On the way to the convention, far out by Charles de Gaulle airport, I had taken a regional train. All the other trains were on strike, as
this was France. The carriage was filled, and it struck me: Paris was not white. This car was rammed with Franco-Africans from Burkina Faso, Gabon, Guinea and beyond, many displaced by countless wars and conflicts. Some were self-consciously dressed in the dandy-jackets of the Congolese La Sap. Others were in colourful
pagnes
, eating cornmeal and banana fritters. Shoved in between them all were the white arms-sellers, clutching their briefcases to their chests.
By the time, though, that I reached the convention centre, a cathedral of chrome and glass and steel, the only black faces I could see were wearing the military uniforms of their African countries. None of them were selling arms. The white faces were doing that.

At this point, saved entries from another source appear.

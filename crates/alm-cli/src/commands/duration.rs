//! Duration gap command implementation.

use anyhow::Result;

use alm_analytics::duration_gap;
use alm_core::AlmConfig;

use crate::cli::OutputFormat;
use crate::commands::BalanceSheetArgs;
use crate::input::load_balance_sheet;
use crate::output::{emit, format_years, KeyValue};

/// Execute the duration-gap command.
pub fn execute(args: BalanceSheetArgs, config: &AlmConfig, format: OutputFormat) -> Result<()> {
    let sheet = load_balance_sheet(args.balance_sheet.as_deref())?;
    let gap = duration_gap(&sheet, config)?;

    let rows = vec![
        KeyValue::new("Asset Duration (yrs)", format_years(&gap.asset_duration)),
        KeyValue::new("Liability Duration (yrs)", format_years(&gap.liability_duration)),
        KeyValue::new("Duration Gap (yrs)", format_years(&gap.duration_gap)),
        KeyValue::new(
            "Leverage-Adjusted Gap (yrs)",
            format_years(&gap.leverage_adjusted_gap()),
        ),
        KeyValue::money("Total Assets", gap.total_assets),
        KeyValue::money("Total Liabilities", gap.total_liabilities),
    ];

    emit("Duration Gap", &gap, &rows, format)
}
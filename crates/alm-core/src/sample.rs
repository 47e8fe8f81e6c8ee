//! Sample community-bank balance sheet and derivatives book.
//!
//! Used by the CLI when no input file is given and by tests across the
//! workspace. The CSV forms use the dashboard export headers.

use crate::error::AlmResult;
use crate::types::{BalanceSheetInstrument, DerivativeInstrument, ProductType, Side};
use rust_decimal::Decimal;
use rust_decimal_macros::dec;

/// Sample balance sheet in CSV form.
pub const BALANCE_SHEET_CSV: &str = "\
Product,Type,Amount ($),Rate (%),Duration (Years),Maturity (Months)
Fixed Mortgage,Asset,5500000,4.0,5,60
HELOC,Asset,2700000,5.5,3,12
Commercial Loan,Asset,4200000,6.0,4,36
Investment Securities,Asset,6000000,3.0,7,84
Core Checking,Liability,3500000,0.1,1,36
Savings Account,Liability,2800000,0.3,2,24
Time Deposits,Liability,4000000,2.0,3,36
FHLB Advances,Liability,1500000,4.2,1.5,18
Fed Funds Purchased,Liability,1000000,5.0,0.5,3
";

/// Sample derivatives book in CSV form.
pub const DERIVATIVES_CSV: &str = "\
Instrument,Notional ($),Maturity (Months),Type,MTM ($),Strike (%),Delta
IRS,10000000,60,Interest Rate,250000,,0.8
Caps,5000000,36,Interest Rate,50000,,0.5
Swaptions,2000000,24,Interest Rate,30000,,0.6
FX Forward,3000000,12,FX,15000,,0.7
FX Swap,4000000,6,FX,20000,,0.65
";

const BALANCE_SHEET: [(&str, Side, Decimal, f64, f64, f64); 9] = [
    ("Fixed Mortgage", Side::Asset, dec!(5_500_000), 4.0, 5.0, 60.0),
    ("HELOC", Side::Asset, dec!(2_700_000), 5.5, 3.0, 12.0),
    ("Commercial Loan", Side::Asset, dec!(4_200_000), 6.0, 4.0, 36.0),
    ("Investment Securities", Side::Asset, dec!(6_000_000), 3.0, 7.0, 84.0),
    ("Core Checking", Side::Liability, dec!(3_500_000), 0.1, 1.0, 36.0),
    ("Savings Account", Side::Liability, dec!(2_800_000), 0.3, 2.0, 24.0),
    ("Time Deposits", Side::Liability, dec!(4_000_000), 2.0, 3.0, 36.0),
    ("FHLB Advances", Side::Liability, dec!(1_500_000), 4.2, 1.5, 18.0),
    ("Fed Funds Purchased", Side::Liability, dec!(1_000_000), 5.0, 0.5, 3.0),
];

const DERIVATIVES: [(&str, Decimal, f64, ProductType, Decimal, f64); 5] = [
    ("IRS", dec!(10_000_000), 60.0, ProductType::InterestRate, dec!(250_000), 0.8),
    ("Caps", dec!(5_000_000), 36.0, ProductType::InterestRate, dec!(50_000), 0.5),
    ("Swaptions", dec!(2_000_000), 24.0, ProductType::InterestRate, dec!(30_000), 0.6),
    ("FX Forward", dec!(3_000_000), 12.0, ProductType::FX, dec!(15_000), 0.7),
    ("FX Swap", dec!(4_000_000), 6.0, ProductType::FX, dec!(20_000), 0.65),
];

/// The sample balance sheet: $18.4M of assets against $12.8M of liabilities.
///
/// # Errors
///
/// Propagates builder validation errors.
pub fn balance_sheet() -> AlmResult<Vec<BalanceSheetInstrument>> {
    BALANCE_SHEET
        .iter()
        .map(|(product, side, amount, rate, duration, maturity)| {
            BalanceSheetInstrument::builder()
                .product(*product)
                .side(*side)
                .amount(*amount)
                .rate(*rate)
                .duration(*duration)
                .maturity_months(*maturity)
                .build()
        })
        .collect()
}

/// The sample derivatives book.
///
/// # Errors
///
/// Propagates builder validation errors.
pub fn derivatives_book() -> AlmResult<Vec<DerivativeInstrument>> {
    DERIVATIVES
        .iter()
        .map(|(name, notional, maturity, product_type, mtm, delta)| {
            DerivativeInstrument::builder()
                .instrument(*name)
                .notional(*notional)
                .maturity_months(*maturity)
                .product_type(*product_type)
                .current_mtm(*mtm)
                .delta(*delta)
                .build()
        })
        .collect()
}

#[cfg(test)]
mod tests {
    use super::*;

    #[test]
    fn test_balance_sheet() {
        let sheet = balance_sheet().unwrap();
        assert_eq!(sheet.len(), 9);
        let assets: Decimal = sheet.iter().filter(|i| i.is_asset()).map(|i| i.amount).sum();
        let liabilities: Decimal = sheet
            .iter()
            .filter(|i| i.is_liability())
            .map(|i| i.amount)
            .sum();
        assert_eq!(assets, dec!(18_400_000));
        assert_eq!(liabilities, dec!(12_800_000));
    }

    #[test]
    fn test_derivatives_book() {
        let book = derivatives_book().unwrap();
        assert_eq!(book.len(), 5);
        assert_eq!(book.iter().filter(|d| d.is_fx()).count(), 2);
        let mtm: Decimal = book.iter().map(|d| d.current_mtm).sum();
        assert_eq!(mtm, dec!(365_000));
    }

    #[test]
    fn test_csv_rows_match_typed_rows() {
        assert_eq!(BALANCE_SHEET_CSV.lines().count(), 1 + BALANCE_SHEET.len());
        assert_eq!(DERIVATIVES_CSV.lines().count(), 1 + DERIVATIVES.len());
    }
}
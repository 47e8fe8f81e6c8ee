//! Gap analysis by maturity bucket.
//!
//! - [`liquidity_gap`]: balances maturing per bucket, with a cumulative gap
//! - [`cash_flow_gap`]: balances spread into even monthly flows per bucket
//!
//! Both tables list every bucket of the schedule in ascending order.

mod cashflow;
mod liquidity;

pub use cashflow::{cash_flow_gap, monthly_flow, CashFlowGapRow, CashFlowGapTable};
pub use liquidity::{liquidity_gap, LiquidityGapRow, LiquidityGapTable};
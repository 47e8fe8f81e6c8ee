//! Named parallel rate scenarios.

use serde::{Deserialize, Serialize};

/// Conventional name of the baseline scenario.
pub const BASE_SCENARIO: &str = "Base";

/// A named parallel rate shift.
#[derive(Debug, Clone, PartialEq, Serialize, Deserialize)]
pub struct Scenario {
    /// Scenario name.
    pub name: String,

    /// Shift in percentage points (1.0 = +100bps).
    pub rate_shift_pct: f64,
}

impl Scenario {
    /// Creates a new scenario.
    #[must_use]
    pub fn new(name: impl Into<String>, rate_shift_pct: f64) -> Self {
        Self {
            name: name.into(),
            rate_shift_pct,
        }
    }

    /// Creates the baseline scenario with the given shift.
    #[must_use]
    pub fn base(rate_shift_pct: f64) -> Self {
        Self::new(BASE_SCENARIO, rate_shift_pct)
    }

    /// Shift in basis points.
    #[must_use]
    pub fn shift_bps(&self) -> f64 {
        self.rate_shift_pct * 100.0
    }

    /// Shift as a decimal (e.g., 1.0 pct = 0.01).
    #[must_use]
    pub fn shift_decimal(&self) -> f64 {
        self.rate_shift_pct / 100.0
    }
}

/// Standard IRR scenario set.
pub mod standard {
    use super::Scenario;

    /// Builds the standard set with adjustable base, up and down shocks.
    ///
    /// `shock_down` is a magnitude; the scenario shifts by `-shock_down`.
    #[must_use]
    pub fn with_shocks(base_shift: f64, shock_up: f64, shock_down: f64) -> Vec<Scenario> {
        vec![
            Scenario::base(base_shift),
            Scenario::new("+100bps Shock", shock_up),
            Scenario::new("-100bps Shock", -shock_down),
            Scenario::new("Stable Rates", 0.0),
            Scenario::new("+50bps Bear Flattener", 0.5),
            Scenario::new("-50bps Bull Steepener", -0.5),
        ]
    }

    /// Returns the standard set with default shocks (0, +1.0, -1.0).
    #[must_use]
    pub fn all() -> Vec<Scenario> {
        with_shocks(0.0, 1.0, 1.0)
    }
}

#[cfg(test)]
mod tests {
    use super::*;

    #[test]
    fn test_shift_units() {
        let s = Scenario::new("+100bps Shock", 1.0);
        assert_eq!(s.shift_bps(), 100.0);
        assert!((s.shift_decimal() - 0.01).abs() < 1e-12);
    }

    #[test]
    fn test_standard_set() {
        let scenarios = standard::all();
        assert_eq!(scenarios.len(), 6);
        assert_eq!(scenarios[0].name, BASE_SCENARIO);
        assert_eq!(scenarios[0].rate_shift_pct, 0.0);
        assert_eq!(scenarios[2].rate_shift_pct, -1.0);
    }

    #[test]
    fn test_custom_shocks() {
        let scenarios = standard::with_shocks(0.25, 2.0, 1.5);
        assert_eq!(scenarios[0].rate_shift_pct, 0.25);
        assert_eq!(scenarios[1].rate_shift_pct, 2.0);
        assert_eq!(scenarios[2].rate_shift_pct, -1.5);
    }
}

Perhaps I had expected an arms trade conference to have something that distinguished it: some tension, some geo-political animosity. But here the very reason that this exhibition existed – so that governments could rigorously attack or defend their sovereign interests – was hidden. The conference was broken up into national pavilions, and flags and banners stood high over the grey partitions; it felt more like the UN than a prelude to war. The vicious sting of international realities had been excised from this cavernous hall. The Israeli stand did not have angry Palestinians throwing rocks at it. The Russians and the Ukrainians were kept at a sensible distance. The Taiwanese were notable for their absence, the Chinese there in silent force. The Iranians and the North Koreans and the Sudanese were not there at all.